What to produce:
Search for the word "HashMap" in the entries. Each line that holds it should be copied.

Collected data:
____

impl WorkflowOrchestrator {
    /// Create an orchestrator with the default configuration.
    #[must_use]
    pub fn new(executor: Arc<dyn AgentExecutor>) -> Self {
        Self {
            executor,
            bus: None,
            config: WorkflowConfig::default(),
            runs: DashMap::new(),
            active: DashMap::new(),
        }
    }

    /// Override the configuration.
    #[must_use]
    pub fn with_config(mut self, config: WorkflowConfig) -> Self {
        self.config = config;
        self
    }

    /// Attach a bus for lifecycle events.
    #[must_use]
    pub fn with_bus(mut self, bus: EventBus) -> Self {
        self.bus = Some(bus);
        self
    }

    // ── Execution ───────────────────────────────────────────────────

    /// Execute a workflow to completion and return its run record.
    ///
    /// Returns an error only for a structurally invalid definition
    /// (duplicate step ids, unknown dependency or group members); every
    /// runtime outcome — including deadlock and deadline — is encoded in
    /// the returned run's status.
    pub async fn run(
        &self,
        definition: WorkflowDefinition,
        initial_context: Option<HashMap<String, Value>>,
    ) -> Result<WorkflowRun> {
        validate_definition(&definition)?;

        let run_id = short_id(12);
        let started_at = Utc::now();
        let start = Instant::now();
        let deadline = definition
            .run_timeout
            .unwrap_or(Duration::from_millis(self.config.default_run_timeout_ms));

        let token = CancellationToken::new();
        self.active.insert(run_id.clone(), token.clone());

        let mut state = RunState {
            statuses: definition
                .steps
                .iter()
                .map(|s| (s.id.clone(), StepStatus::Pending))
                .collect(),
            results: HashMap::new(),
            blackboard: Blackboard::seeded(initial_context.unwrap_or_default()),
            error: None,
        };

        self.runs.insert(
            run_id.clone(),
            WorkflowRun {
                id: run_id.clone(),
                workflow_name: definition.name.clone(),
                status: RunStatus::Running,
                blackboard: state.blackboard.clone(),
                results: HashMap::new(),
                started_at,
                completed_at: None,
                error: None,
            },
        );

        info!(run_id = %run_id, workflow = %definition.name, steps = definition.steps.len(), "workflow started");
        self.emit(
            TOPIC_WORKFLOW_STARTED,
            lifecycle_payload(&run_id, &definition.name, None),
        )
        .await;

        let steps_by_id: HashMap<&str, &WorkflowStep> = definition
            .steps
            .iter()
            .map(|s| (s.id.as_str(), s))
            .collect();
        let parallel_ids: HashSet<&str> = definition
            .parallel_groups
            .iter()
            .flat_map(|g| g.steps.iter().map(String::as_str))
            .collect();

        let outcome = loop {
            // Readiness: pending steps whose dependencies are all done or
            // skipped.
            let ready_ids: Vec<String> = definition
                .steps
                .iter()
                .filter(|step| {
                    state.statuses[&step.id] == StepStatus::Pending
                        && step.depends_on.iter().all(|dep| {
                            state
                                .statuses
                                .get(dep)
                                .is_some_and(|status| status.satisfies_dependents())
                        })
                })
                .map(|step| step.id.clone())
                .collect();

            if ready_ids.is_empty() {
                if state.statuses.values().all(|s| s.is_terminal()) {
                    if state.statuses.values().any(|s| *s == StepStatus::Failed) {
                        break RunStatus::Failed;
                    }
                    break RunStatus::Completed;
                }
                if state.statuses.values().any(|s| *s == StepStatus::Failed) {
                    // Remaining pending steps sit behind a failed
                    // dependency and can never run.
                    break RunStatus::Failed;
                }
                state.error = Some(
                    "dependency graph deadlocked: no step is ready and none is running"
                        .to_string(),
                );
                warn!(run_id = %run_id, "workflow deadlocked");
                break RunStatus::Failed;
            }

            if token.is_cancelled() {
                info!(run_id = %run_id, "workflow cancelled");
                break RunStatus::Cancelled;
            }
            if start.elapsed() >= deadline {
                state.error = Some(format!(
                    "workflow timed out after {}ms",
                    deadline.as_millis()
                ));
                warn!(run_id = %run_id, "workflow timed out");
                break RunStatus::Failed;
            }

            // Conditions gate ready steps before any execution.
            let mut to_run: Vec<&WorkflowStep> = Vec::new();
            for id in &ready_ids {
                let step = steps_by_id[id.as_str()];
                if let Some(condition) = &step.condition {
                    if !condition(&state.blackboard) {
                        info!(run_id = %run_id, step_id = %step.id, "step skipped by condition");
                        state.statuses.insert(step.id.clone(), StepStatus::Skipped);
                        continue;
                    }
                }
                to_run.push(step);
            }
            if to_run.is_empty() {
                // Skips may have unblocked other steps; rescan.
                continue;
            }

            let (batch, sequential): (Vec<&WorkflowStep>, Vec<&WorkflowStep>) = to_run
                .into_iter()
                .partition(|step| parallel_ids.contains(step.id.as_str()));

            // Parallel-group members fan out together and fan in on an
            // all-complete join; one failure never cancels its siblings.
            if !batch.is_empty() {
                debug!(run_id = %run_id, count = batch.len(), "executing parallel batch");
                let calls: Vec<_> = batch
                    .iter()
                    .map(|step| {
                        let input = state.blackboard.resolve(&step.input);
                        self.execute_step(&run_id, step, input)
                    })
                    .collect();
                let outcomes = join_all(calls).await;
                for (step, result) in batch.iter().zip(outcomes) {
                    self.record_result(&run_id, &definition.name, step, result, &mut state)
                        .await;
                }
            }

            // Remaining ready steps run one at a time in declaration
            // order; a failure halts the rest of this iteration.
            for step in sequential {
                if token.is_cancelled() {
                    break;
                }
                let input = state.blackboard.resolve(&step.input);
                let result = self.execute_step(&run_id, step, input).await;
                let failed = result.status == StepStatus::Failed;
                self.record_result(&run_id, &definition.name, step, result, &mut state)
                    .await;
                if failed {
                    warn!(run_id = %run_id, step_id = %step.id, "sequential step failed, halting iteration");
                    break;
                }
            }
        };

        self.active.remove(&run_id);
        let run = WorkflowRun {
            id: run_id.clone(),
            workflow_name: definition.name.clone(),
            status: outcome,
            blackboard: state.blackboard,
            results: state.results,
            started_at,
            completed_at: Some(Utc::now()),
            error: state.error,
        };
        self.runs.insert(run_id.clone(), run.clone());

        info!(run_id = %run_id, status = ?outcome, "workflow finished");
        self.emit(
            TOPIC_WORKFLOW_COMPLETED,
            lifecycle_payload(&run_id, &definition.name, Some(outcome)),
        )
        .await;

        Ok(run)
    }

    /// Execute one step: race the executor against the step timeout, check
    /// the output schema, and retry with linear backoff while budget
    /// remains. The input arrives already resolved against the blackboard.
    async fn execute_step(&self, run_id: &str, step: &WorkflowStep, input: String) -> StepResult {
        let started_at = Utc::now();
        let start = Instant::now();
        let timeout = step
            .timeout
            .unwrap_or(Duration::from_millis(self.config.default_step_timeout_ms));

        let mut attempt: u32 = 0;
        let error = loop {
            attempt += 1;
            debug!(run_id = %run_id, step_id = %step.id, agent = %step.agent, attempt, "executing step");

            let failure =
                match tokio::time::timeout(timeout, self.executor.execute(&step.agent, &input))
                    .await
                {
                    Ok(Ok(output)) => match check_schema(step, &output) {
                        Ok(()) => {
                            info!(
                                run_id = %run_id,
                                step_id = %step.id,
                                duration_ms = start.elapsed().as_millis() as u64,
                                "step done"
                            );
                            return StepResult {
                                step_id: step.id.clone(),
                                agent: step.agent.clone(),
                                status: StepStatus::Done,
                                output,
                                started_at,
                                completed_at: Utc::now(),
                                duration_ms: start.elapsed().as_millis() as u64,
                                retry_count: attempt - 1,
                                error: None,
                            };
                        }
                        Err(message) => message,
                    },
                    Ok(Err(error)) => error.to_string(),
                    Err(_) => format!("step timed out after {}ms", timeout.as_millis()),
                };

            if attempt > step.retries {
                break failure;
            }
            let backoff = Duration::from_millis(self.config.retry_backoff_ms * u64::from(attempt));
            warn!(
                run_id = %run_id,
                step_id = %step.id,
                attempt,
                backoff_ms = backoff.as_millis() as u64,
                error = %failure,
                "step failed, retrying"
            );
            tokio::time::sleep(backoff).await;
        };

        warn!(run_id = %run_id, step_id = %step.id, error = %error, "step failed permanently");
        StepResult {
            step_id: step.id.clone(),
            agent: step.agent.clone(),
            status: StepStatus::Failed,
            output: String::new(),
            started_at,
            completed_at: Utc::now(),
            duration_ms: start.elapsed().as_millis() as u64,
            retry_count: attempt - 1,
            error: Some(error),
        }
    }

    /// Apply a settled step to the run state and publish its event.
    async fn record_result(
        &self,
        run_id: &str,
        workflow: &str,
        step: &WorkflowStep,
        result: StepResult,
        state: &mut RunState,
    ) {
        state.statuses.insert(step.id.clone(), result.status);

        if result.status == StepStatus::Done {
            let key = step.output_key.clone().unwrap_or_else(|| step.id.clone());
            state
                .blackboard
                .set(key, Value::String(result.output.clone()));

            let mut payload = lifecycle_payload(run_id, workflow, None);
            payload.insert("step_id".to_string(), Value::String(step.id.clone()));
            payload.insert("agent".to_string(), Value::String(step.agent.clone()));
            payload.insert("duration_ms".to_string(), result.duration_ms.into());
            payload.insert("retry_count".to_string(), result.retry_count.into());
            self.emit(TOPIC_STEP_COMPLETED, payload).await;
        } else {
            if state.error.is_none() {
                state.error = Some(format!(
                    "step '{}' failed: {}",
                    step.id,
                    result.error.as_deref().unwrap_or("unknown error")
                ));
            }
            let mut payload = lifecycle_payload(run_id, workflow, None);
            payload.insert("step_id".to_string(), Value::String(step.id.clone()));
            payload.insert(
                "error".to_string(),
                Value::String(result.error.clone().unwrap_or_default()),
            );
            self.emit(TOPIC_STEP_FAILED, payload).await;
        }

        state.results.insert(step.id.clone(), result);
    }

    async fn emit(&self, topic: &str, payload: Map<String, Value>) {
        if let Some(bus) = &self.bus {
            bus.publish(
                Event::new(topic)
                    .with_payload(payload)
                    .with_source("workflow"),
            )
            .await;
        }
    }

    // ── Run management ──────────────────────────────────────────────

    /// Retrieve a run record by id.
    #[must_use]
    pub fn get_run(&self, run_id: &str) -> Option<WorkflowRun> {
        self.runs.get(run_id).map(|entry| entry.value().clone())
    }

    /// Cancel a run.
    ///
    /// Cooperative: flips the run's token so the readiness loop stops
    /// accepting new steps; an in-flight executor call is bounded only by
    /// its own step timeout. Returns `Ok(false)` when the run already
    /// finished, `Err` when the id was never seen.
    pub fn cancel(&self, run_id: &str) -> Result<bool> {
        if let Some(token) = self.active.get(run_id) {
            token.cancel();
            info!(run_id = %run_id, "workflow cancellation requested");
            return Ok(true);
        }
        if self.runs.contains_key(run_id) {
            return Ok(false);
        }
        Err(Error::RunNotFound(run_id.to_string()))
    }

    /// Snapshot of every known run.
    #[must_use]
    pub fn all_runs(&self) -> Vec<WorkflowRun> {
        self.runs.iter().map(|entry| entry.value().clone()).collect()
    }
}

____

Exercise result:
        initial_context: Option<HashMap<String, Value>>,
            results: HashMap::new(),
                results: HashMap::new(),
        let steps_by_id: HashMap<&str, &WorkflowStep> = definition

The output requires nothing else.